[Entries supplied — start]

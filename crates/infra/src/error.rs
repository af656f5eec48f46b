//! # インフラ層エラー定義
//!
//! データベースとの通信で発生するエラーを表現する。
//!
//! ## 設計方針
//!
//! - **エラーの変換**: sqlx::Error などをラップ
//! - **ドメインエラーとの分離**: インフラ固有のエラーを明示
//! - **SpanTrace 自動捕捉**: `From` 実装や convenience constructor で
//!   エラー生成時の呼び出し経路を自動記録する
//!
//! ## 構造
//!
//! `std::io::Error` と同じ struct + enum パターンを採用:
//! - [`InfraError`]: エラー種別（[`InfraErrorKind`]）と [`SpanTrace`] を保持するラッパー
//! - [`InfraErrorKind`]: エラーの具体的な種別（Database, Serialization 等）

use std::fmt;

use thiserror::Error;
use tracing_error::SpanTrace;

/// インフラ層で発生するエラー
///
/// エラー種別（[`InfraErrorKind`]）と [`SpanTrace`]（呼び出し経路）を保持する。
/// `From<sqlx::Error>` 等の変換や convenience constructor でエラーを生成すると、
/// その時点のスパン情報が自動的にキャプチャされる。
pub struct InfraError {
   kind:       InfraErrorKind,
   span_trace: SpanTrace,
}

/// インフラ層エラーの種別
///
/// データベースクエリなどで発生するエラーの具体的な種別。
/// API 層でこのエラー種別に応じて適切な HTTP レスポンスに変換する。
#[derive(Debug, Error)]
pub enum InfraErrorKind {
   /// データベースエラー
   ///
   /// SQL クエリの実行失敗、接続エラー、制約違反など。
   #[error("データベースエラー: {0}")]
   Database(#[source] sqlx::Error),

   /// シリアライズ/デシリアライズエラー
   ///
   /// JSONB カラムの変換に失敗した場合に使用する。
   #[error("シリアライズエラー: {0}")]
   Serialization(#[source] serde_json::Error),

   /// 予期しないエラー
   ///
   /// 上記に分類できない予期しないエラー
   /// （DB 上の値がドメインの不変条件を満たさない場合など）。
   #[error("予期しないエラー: {0}")]
   Unexpected(String),
}

impl InfraError {
   /// エラー種別を取得する
   pub fn kind(&self) -> &InfraErrorKind {
      &self.kind
   }

   /// SpanTrace を取得する
   pub fn span_trace(&self) -> &SpanTrace {
      &self.span_trace
   }

   /// 予期しないエラーを生成する
   pub fn unexpected(msg: impl Into<String>) -> Self {
      Self {
         kind:       InfraErrorKind::Unexpected(msg.into()),
         span_trace: SpanTrace::capture(),
      }
   }
}

impl fmt::Display for InfraError {
   fn fmt(&self, f: &mut fmt::Formatter<'_>) -> fmt::Result {
      write!(f, "{}", self.kind)
   }
}

impl fmt::Debug for InfraError {
   fn fmt(&self, f: &mut fmt::Formatter<'_>) -> fmt::Result {
      f.debug_struct("InfraError")
         .field("kind", &self.kind)
         .field("span_trace", &self.span_trace)
         .finish()
   }
}

impl std::error::Error for InfraError {
   fn source(&self) -> Option<&(dyn std::error::Error + 'static)> {
      self.kind.source()
   }
}

// ===== From 実装（SpanTrace 自動キャプチャ） =====

impl From<sqlx::Error> for InfraError {
   fn from(source: sqlx::Error) -> Self {
      Self {
         kind:       InfraErrorKind::Database(source),
         span_trace: SpanTrace::capture(),
      }
   }
}

impl From<serde_json::Error> for InfraError {
   fn from(source: serde_json::Error) -> Self {
      Self {
         kind:       InfraErrorKind::Serialization(source),
         span_trace: SpanTrace::capture(),
      }
   }
}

[Entries supplied — finish]

§ **Problem description**
Above are the records; restate each one exactly.

§ **Solution for this task**
filename crates/infra/src/error.rs
repository af656f5eec48f46b
//! # インフラ層エラー定義
//!
//! データベースとの通信で発生するエラーを表現する。
//!
//! ## 設計方針
//!
//! - **エラーの変換**: sqlx::Error などをラップ
//! - **ドメインエラーとの分離**: インフラ固有のエラーを明示
//! - **SpanTrace 自動捕捉**: `From` 実装や convenience constructor で
//!   エラー生成時の呼び出し経路を自動記録する
//!
//! ## 構造
//!
//! `std::io::Error` と同じ struct + enum パターンを採用:
//! - [`InfraError`]: エラー種別（[`InfraErrorKind`]）と [`SpanTrace`] を保持するラッパー
//! - [`InfraErrorKind`]: エラーの具体的な種別（Database, Serialization 等）

use std::fmt;

use thiserror::Error;
use tracing_error::SpanTrace;

/// インフラ層で発生するエラー
///
/// エラー種別（[`InfraErrorKind`]）と [`SpanTrace`]（呼び出し経路）を保持する。
/// `From<sqlx::Error>` 等の変換や convenience constructor でエラーを生成すると、
/// その時点のスパン情報が自動的にキャプチャされる。
pub struct InfraError {
   kind:       InfraErrorKind,
   span_trace: SpanTrace,
}

/// インフラ層エラーの種別
///
/// データベースクエリなどで発生するエラーの具体的な種別。
/// API 層でこのエラー種別に応じて適切な HTTP レスポンスに変換する。
#[derive(Debug, Error)]
pub enum InfraErrorKind {
   /// データベースエラー
   ///
   /// SQL クエリの実行失敗、接続エラー、制約違反など。
   #[error("データベースエラー: {0}")]
   Database(#[source] sqlx::Error),

   /// シリアライズ/デシリアライズエラー
   ///
   /// JSONB カラムの変換に失敗した場合に使用する。
   #[error("シリアライズエラー: {0}")]
   Serialization(#[source] serde_json::Error),

   /// 予期しないエラー
   ///
   /// 上記に分類できない予期しないエラー
   /// （DB 上の値がドメインの不変条件を満たさない場合など）。
   #[error("予期しないエラー: {0}")]
   Unexpected(String),
}

impl InfraError {
   /// エラー種別を取得する
   pub fn kind(&self) -> &InfraErrorKind {
      &self.kind
   }

   /// SpanTrace を取得する
   pub fn span_trace(&self) -> &SpanTrace {
      &self.span_trace
   }

   /// 予期しないエラーを生成する
   pub fn unexpected(msg: impl Into<String>) -> Self {
      Self {
         kind:       InfraErrorKind::Unexpected(msg.into()),
         span_trace: SpanTrace::capture(),
      }
   }
}

impl fmt::Display for InfraError {
   fn fmt(&self, f: &mut fmt::Formatter<'_>) -> fmt::Result {
      write!(f, "{}", self.kind)
   }
}

impl fmt::Debug for InfraError {
   fn fmt(&self, f: &mut fmt::Formatter<'_>) -> fmt::Result {
      f.debug_struct("InfraError")
         .field("kind", &self.kind)
         .field("span_trace", &self.span_trace)
         .finish()
   }
}

impl std::error::Error for InfraError {
   fn source(&self) -> Option<&(dyn std::error::Error + 'static)> {
      self.kind.source()
   }
}

// ===== From 実装（SpanTrace 自動キャプチャ） =====

impl From<sqlx::Error> for InfraError {
   fn from(source: sqlx::Error) -> Self {
      Self {
         kind:       InfraErrorKind::Database(source),
         span_trace: SpanTrace::capture(),
      }
   }
}

impl From<serde_json::Error> for InfraError {
   fn from(source: serde_json::Error) -> Self {
      Self {
         kind:       InfraErrorKind::Serialization(source),
         span_trace: SpanTrace::capture(),
      }
   }
}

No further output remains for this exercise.